**Exercise material**

++++

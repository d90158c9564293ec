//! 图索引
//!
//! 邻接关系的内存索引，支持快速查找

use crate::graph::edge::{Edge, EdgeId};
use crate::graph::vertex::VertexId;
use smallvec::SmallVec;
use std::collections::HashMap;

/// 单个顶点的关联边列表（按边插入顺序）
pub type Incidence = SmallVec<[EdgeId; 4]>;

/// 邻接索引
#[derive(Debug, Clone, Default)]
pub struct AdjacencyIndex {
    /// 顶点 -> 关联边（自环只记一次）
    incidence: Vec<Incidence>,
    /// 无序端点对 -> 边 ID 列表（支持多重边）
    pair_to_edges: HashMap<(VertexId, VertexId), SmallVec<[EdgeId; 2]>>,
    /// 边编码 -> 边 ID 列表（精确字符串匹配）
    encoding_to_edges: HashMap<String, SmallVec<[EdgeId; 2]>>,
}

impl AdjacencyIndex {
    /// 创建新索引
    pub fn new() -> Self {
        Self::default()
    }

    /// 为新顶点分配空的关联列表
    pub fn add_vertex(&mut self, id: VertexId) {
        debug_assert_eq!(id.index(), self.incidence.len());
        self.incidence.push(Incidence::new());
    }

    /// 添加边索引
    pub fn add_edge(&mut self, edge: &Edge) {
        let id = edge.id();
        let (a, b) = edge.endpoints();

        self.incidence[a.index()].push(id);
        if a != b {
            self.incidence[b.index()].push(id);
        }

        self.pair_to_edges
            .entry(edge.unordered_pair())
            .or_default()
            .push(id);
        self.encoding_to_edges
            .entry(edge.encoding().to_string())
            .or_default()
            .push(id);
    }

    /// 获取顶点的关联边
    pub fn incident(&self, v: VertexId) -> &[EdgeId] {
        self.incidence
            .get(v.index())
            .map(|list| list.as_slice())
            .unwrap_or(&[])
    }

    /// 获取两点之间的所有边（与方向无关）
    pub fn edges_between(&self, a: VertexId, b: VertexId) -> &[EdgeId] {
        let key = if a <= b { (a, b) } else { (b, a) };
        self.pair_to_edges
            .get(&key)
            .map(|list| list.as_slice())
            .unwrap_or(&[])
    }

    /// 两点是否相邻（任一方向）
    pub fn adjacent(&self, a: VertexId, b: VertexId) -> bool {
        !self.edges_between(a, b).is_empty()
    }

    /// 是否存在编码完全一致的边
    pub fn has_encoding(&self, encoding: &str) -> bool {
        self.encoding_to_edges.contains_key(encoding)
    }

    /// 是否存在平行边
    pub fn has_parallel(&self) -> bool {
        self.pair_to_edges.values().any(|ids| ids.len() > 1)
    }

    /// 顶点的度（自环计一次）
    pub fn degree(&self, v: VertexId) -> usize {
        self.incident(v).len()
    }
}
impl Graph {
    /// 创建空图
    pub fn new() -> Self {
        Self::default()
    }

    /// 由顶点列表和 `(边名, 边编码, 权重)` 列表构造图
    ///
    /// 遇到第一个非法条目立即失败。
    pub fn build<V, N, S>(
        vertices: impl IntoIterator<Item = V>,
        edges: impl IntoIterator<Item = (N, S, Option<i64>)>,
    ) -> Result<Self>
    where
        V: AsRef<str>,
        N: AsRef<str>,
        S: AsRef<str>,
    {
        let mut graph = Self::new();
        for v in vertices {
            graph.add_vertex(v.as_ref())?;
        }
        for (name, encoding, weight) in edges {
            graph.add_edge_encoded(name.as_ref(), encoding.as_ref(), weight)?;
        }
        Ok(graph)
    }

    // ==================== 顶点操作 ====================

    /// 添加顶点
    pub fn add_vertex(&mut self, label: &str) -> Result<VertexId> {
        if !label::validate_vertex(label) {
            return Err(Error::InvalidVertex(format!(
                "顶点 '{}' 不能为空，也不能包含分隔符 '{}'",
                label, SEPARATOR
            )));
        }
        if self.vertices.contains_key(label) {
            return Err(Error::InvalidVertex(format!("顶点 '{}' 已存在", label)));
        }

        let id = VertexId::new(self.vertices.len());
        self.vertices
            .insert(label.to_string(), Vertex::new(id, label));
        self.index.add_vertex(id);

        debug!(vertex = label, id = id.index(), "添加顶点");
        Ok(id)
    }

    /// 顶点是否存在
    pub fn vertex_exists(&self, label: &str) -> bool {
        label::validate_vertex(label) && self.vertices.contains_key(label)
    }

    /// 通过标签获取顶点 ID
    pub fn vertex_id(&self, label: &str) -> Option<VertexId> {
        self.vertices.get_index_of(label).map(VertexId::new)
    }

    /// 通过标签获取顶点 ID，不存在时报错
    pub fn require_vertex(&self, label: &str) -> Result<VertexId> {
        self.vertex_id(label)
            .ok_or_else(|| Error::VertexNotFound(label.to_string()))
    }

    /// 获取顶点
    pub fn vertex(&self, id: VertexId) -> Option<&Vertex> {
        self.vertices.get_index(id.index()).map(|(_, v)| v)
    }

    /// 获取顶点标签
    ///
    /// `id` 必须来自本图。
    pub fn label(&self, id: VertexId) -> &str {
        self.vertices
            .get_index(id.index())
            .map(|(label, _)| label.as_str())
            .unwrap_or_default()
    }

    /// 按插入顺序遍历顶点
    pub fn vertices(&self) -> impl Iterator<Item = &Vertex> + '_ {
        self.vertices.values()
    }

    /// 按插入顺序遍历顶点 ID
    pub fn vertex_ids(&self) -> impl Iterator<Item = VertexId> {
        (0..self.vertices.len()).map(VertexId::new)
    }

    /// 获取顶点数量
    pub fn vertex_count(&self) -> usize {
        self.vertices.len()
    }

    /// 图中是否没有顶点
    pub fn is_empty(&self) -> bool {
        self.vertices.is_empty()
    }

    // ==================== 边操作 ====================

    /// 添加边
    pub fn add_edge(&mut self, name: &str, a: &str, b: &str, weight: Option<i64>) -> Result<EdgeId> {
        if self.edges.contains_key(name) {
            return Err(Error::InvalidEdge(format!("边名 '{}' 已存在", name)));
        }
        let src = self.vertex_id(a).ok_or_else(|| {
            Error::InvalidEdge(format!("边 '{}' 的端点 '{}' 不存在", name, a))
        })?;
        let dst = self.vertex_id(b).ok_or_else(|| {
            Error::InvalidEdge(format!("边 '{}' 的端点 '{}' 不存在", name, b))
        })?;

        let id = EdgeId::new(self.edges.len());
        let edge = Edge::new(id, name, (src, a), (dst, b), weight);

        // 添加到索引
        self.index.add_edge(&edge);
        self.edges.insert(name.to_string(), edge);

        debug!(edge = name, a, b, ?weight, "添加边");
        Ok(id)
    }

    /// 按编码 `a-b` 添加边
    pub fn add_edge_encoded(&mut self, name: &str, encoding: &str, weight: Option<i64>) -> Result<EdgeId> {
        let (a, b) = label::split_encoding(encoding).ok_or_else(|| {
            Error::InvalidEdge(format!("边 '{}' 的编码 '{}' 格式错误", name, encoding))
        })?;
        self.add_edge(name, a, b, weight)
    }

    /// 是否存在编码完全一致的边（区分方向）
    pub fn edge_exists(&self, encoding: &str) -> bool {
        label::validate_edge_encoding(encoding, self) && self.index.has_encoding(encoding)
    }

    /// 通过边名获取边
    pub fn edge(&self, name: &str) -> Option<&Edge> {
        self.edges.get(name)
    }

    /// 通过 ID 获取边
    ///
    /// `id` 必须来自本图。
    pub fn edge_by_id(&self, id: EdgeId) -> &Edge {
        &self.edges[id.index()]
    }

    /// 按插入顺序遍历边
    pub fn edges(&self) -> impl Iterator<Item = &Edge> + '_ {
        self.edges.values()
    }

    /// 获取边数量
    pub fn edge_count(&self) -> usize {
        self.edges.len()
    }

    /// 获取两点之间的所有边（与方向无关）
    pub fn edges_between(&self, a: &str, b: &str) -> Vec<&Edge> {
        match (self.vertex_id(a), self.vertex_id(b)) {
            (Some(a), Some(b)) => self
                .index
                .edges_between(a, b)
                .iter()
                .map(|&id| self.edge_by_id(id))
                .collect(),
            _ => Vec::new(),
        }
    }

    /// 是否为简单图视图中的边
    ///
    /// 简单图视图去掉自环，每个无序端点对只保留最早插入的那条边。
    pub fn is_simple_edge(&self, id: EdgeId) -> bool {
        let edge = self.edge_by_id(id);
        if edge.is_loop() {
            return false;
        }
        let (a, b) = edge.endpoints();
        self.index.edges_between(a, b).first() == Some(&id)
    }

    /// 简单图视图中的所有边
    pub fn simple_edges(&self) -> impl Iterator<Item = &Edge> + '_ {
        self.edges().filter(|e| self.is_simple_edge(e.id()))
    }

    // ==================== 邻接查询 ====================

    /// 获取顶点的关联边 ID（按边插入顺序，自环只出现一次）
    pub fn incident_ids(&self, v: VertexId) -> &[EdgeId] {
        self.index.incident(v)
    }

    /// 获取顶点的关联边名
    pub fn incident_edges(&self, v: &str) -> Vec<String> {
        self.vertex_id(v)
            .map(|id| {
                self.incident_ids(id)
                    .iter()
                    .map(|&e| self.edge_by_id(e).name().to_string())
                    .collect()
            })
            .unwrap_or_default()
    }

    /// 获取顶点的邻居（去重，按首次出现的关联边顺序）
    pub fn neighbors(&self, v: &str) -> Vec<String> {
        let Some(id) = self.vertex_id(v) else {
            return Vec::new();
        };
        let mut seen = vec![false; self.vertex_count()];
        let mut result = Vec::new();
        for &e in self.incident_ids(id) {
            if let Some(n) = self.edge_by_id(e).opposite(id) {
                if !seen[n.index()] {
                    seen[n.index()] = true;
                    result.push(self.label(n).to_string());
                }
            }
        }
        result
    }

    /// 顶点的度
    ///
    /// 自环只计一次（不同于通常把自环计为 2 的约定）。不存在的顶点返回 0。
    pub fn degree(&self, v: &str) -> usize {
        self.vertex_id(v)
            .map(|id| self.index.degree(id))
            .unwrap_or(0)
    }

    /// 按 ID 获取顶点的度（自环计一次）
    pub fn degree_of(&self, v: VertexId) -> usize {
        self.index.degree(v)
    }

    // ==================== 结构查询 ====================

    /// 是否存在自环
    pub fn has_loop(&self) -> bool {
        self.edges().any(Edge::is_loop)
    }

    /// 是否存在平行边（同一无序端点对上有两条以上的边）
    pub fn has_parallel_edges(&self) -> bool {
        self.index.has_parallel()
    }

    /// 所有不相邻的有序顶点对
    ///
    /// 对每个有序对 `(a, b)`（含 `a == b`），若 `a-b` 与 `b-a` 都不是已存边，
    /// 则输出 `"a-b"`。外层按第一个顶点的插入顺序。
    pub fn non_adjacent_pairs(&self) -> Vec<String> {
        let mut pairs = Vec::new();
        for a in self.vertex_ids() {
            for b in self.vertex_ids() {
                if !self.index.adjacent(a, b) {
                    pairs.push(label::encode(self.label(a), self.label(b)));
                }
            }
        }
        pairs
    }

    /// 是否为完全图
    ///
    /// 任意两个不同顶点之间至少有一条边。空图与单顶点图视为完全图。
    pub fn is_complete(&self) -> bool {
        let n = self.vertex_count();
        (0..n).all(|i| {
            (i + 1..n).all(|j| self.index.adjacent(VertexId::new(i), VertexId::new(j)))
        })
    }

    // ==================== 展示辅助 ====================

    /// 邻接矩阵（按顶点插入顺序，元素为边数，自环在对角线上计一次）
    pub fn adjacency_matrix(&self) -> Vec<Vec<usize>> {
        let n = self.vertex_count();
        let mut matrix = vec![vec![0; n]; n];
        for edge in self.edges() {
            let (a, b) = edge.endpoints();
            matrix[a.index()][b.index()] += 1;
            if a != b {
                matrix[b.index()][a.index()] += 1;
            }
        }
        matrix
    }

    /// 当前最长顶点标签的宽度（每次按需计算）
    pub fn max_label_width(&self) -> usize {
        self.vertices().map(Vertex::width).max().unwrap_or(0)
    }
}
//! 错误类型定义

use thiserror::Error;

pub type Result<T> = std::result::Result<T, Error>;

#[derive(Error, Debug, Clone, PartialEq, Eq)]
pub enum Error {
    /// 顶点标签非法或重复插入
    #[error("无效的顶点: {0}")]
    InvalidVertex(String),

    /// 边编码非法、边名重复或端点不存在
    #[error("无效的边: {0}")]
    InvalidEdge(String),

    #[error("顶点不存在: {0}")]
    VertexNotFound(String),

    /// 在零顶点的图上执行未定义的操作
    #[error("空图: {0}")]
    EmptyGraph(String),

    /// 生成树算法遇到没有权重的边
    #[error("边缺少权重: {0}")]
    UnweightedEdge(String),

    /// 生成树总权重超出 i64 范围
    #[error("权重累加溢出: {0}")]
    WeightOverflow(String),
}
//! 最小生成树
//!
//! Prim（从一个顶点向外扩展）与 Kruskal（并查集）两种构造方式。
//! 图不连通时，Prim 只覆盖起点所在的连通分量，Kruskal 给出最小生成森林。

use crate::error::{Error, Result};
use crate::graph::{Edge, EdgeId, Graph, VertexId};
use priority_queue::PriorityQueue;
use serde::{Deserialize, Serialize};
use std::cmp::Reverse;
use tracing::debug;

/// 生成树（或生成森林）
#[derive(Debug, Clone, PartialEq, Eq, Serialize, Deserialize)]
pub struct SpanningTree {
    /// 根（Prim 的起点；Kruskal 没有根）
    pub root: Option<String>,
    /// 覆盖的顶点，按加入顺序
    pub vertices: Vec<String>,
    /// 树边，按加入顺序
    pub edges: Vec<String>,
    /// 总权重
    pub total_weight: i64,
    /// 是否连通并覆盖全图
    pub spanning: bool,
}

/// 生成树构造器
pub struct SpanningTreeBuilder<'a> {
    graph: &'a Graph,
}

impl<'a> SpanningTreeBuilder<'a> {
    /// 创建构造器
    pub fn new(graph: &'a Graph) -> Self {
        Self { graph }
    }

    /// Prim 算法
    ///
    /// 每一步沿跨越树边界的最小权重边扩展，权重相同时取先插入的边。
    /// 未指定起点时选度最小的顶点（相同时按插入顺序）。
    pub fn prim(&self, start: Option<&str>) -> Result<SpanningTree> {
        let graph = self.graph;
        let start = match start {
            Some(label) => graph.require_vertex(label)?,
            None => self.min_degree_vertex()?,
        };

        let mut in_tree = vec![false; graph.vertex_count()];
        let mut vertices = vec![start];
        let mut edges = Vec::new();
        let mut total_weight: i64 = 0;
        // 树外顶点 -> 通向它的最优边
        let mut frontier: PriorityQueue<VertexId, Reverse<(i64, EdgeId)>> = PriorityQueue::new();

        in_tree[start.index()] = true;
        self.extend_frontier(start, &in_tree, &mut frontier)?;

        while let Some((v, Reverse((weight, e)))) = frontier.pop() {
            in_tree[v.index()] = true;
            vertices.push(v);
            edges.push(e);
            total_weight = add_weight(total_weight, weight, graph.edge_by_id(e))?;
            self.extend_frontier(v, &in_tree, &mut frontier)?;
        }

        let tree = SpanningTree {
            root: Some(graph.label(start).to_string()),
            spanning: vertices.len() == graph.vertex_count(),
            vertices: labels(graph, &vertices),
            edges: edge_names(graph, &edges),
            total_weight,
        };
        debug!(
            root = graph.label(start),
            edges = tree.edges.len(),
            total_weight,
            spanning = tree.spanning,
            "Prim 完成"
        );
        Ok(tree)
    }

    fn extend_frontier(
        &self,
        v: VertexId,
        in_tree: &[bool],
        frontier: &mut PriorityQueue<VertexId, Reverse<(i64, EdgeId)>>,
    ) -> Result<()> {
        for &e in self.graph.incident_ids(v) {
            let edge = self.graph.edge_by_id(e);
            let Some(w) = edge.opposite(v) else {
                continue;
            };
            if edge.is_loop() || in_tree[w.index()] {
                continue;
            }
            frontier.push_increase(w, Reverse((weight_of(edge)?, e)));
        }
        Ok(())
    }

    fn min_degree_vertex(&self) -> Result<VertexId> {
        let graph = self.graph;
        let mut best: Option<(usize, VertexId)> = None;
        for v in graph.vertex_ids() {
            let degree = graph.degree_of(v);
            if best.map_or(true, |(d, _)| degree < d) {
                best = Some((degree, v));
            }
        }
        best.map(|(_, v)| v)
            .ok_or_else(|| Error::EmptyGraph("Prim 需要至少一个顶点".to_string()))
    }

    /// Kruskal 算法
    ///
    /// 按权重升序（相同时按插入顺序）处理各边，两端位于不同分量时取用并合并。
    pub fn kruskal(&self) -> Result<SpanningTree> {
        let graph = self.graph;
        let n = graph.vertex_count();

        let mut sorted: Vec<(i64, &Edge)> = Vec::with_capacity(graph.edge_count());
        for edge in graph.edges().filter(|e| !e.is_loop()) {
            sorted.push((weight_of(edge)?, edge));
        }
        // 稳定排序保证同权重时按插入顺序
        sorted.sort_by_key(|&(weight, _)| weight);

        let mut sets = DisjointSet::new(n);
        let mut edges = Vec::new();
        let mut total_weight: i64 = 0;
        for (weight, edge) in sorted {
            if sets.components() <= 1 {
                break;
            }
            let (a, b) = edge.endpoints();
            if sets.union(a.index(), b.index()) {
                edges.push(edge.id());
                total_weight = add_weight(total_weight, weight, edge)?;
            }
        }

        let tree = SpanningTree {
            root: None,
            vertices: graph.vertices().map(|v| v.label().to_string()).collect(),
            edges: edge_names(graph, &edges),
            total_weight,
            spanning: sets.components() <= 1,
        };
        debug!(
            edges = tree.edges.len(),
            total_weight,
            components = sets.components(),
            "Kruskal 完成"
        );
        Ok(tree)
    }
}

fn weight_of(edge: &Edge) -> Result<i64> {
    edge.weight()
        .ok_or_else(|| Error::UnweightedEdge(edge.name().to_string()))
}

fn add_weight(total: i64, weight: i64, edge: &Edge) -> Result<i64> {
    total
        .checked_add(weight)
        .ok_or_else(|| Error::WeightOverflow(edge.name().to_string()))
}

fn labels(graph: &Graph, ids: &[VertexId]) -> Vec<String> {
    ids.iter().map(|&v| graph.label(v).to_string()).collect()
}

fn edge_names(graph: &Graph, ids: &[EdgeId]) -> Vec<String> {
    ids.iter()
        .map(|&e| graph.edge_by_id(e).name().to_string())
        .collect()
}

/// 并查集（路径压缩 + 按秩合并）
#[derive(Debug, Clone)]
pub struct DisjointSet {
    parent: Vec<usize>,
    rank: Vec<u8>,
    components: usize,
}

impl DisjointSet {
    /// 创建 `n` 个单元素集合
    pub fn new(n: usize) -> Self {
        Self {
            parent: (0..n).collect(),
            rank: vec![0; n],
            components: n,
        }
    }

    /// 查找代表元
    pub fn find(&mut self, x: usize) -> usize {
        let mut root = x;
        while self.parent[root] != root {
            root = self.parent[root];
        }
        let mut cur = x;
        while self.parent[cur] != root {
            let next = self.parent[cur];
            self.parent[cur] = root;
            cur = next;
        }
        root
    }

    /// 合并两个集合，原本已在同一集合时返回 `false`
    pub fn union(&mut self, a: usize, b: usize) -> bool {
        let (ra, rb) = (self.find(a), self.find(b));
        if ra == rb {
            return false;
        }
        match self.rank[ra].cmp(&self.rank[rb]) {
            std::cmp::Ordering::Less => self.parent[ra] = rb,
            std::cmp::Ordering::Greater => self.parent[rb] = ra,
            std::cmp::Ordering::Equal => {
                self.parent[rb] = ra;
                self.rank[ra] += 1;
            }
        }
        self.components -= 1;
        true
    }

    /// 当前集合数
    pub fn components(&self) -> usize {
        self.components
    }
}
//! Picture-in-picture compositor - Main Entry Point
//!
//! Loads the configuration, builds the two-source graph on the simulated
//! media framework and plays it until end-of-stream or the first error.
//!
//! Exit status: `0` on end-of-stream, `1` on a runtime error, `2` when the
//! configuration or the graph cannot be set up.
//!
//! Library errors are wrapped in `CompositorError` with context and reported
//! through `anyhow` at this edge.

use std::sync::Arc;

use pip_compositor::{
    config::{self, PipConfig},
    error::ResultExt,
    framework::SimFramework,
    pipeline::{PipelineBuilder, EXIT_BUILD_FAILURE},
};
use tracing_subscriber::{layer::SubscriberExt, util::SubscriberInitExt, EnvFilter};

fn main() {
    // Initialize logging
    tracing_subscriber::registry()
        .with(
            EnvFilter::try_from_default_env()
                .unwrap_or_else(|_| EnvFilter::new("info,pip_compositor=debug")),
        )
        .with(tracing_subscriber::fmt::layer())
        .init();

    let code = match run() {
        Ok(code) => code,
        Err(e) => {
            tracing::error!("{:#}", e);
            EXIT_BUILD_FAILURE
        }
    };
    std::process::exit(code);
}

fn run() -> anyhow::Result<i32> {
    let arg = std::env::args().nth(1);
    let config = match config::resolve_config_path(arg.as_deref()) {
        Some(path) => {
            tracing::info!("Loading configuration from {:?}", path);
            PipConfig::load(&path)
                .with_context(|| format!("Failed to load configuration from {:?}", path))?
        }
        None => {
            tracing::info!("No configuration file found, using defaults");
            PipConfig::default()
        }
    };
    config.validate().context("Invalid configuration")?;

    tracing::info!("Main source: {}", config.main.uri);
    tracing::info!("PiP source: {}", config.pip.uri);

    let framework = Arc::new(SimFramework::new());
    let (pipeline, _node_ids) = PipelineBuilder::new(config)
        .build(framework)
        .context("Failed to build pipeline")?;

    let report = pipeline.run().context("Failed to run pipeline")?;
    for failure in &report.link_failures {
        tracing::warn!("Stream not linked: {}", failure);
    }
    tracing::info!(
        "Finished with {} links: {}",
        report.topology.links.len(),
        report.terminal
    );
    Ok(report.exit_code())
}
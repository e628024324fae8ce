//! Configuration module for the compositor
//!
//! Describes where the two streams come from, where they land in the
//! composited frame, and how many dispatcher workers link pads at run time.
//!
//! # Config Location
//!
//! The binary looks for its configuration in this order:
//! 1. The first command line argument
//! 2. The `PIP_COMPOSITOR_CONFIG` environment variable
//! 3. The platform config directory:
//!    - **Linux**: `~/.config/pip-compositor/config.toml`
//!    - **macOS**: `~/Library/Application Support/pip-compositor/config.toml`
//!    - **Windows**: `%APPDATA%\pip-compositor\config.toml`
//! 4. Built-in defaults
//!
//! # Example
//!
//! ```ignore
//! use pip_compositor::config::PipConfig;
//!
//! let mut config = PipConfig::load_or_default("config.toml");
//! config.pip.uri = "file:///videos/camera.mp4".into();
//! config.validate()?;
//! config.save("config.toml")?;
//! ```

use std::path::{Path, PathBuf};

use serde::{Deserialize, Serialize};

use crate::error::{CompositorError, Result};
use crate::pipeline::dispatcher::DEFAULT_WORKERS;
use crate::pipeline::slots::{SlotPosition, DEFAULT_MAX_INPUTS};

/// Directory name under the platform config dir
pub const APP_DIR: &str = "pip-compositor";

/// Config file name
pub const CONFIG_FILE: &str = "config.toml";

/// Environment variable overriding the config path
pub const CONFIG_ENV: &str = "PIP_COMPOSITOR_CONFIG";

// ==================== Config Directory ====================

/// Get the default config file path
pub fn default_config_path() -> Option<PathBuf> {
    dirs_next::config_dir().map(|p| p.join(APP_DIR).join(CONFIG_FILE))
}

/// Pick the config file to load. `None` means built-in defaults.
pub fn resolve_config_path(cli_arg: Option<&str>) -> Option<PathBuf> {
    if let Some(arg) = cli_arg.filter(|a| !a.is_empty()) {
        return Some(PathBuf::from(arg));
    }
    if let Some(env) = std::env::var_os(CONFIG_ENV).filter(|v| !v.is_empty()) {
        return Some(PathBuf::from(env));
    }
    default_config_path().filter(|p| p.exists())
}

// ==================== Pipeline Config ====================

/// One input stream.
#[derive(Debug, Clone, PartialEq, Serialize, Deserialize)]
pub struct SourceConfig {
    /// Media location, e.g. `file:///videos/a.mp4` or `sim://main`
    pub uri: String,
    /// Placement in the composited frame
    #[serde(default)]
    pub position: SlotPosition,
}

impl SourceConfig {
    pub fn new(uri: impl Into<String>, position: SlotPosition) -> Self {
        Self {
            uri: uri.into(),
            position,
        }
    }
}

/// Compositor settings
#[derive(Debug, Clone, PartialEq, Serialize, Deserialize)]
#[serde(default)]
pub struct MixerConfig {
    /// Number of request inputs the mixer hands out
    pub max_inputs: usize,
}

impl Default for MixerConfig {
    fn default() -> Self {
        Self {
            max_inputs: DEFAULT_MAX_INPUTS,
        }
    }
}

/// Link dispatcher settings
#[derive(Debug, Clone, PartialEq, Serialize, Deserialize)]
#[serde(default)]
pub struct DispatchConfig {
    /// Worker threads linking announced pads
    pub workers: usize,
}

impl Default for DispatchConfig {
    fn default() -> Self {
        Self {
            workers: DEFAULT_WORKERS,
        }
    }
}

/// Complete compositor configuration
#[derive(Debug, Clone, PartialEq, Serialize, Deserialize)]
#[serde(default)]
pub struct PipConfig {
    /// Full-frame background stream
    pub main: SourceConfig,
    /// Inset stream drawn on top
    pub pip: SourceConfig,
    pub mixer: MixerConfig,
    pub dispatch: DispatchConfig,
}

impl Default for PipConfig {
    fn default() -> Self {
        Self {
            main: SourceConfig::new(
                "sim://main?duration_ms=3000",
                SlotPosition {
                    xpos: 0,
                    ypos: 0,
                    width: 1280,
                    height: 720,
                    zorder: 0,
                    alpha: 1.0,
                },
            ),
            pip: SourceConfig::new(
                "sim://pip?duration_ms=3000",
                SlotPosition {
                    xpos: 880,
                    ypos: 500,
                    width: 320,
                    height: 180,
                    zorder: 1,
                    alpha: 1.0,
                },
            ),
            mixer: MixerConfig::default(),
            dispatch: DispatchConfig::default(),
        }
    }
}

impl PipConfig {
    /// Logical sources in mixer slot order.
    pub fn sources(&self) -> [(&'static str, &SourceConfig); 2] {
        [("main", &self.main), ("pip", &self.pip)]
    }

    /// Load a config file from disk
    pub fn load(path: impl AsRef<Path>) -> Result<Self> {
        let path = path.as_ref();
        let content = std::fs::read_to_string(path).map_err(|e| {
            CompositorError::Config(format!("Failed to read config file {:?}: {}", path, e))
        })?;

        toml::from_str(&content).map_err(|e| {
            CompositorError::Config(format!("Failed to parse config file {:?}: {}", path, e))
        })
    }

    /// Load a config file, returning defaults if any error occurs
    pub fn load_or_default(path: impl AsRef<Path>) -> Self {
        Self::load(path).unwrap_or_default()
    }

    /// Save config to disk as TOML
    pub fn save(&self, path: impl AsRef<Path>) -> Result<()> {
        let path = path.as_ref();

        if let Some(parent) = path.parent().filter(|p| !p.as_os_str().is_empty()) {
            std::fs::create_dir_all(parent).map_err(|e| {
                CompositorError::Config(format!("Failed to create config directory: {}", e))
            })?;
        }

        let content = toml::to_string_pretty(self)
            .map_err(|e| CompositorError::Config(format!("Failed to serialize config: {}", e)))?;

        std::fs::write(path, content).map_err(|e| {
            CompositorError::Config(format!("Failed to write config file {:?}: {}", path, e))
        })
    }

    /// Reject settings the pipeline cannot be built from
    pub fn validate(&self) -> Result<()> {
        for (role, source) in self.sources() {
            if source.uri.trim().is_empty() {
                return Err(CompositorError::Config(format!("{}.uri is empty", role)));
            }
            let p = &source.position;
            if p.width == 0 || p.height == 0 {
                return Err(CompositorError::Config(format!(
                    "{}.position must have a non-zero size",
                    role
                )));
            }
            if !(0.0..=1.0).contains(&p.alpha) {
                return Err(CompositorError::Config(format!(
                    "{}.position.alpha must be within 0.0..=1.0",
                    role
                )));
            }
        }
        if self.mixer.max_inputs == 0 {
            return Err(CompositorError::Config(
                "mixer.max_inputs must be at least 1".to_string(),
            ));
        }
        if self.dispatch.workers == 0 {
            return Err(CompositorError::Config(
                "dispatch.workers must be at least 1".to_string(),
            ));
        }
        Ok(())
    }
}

++++

**Aim of the task**
Copy, please, exactly the lines that start at the first line of the data and end at the line containing "pub fn adjacent(&self, a: VertexId, b: VertexId)", both kept and no others.

**Problem solution**
repository d90158c9564293ec
//! 图索引
//!
//! 邻接关系的内存索引，支持快速查找

use crate::graph::edge::{Edge, EdgeId};
use crate::graph::vertex::VertexId;
use smallvec::SmallVec;
use std::collections::HashMap;

/// 单个顶点的关联边列表（按边插入顺序）
pub type Incidence = SmallVec<[EdgeId; 4]>;

/// 邻接索引
#[derive(Debug, Clone, Default)]
pub struct AdjacencyIndex {
    /// 顶点 -> 关联边（自环只记一次）
    incidence: Vec<Incidence>,
    /// 无序端点对 -> 边 ID 列表（支持多重边）
    pair_to_edges: HashMap<(VertexId, VertexId), SmallVec<[EdgeId; 2]>>,
    /// 边编码 -> 边 ID 列表（精确字符串匹配）
    encoding_to_edges: HashMap<String, SmallVec<[EdgeId; 2]>>,
}

impl AdjacencyIndex {
    /// 创建新索引
    pub fn new() -> Self {
        Self::default()
    }

    /// 为新顶点分配空的关联列表
    pub fn add_vertex(&mut self, id: VertexId) {
        debug_assert_eq!(id.index(), self.incidence.len());
        self.incidence.push(Incidence::new());
    }

    /// 添加边索引
    pub fn add_edge(&mut self, edge: &Edge) {
        let id = edge.id();
        let (a, b) = edge.endpoints();

        self.incidence[a.index()].push(id);
        if a != b {
            self.incidence[b.index()].push(id);
        }

        self.pair_to_edges
            .entry(edge.unordered_pair())
            .or_default()
            .push(id);
        self.encoding_to_edges
            .entry(edge.encoding().to_string())
            .or_default()
            .push(id);
    }

    /// 获取顶点的关联边
    pub fn incident(&self, v: VertexId) -> &[EdgeId] {
        self.incidence
            .get(v.index())
            .map(|list| list.as_slice())
            .unwrap_or(&[])
    }

    /// 获取两点之间的所有边（与方向无关）
    pub fn edges_between(&self, a: VertexId, b: VertexId) -> &[EdgeId] {
        let key = if a <= b { (a, b) } else { (b, a) };
        self.pair_to_edges
            .get(&key)
            .map(|list| list.as_slice())
            .unwrap_or(&[])
    }

    /// 两点是否相邻（任一方向）
    pub fn adjacent(&self, a: VertexId, b: VertexId) -> bool {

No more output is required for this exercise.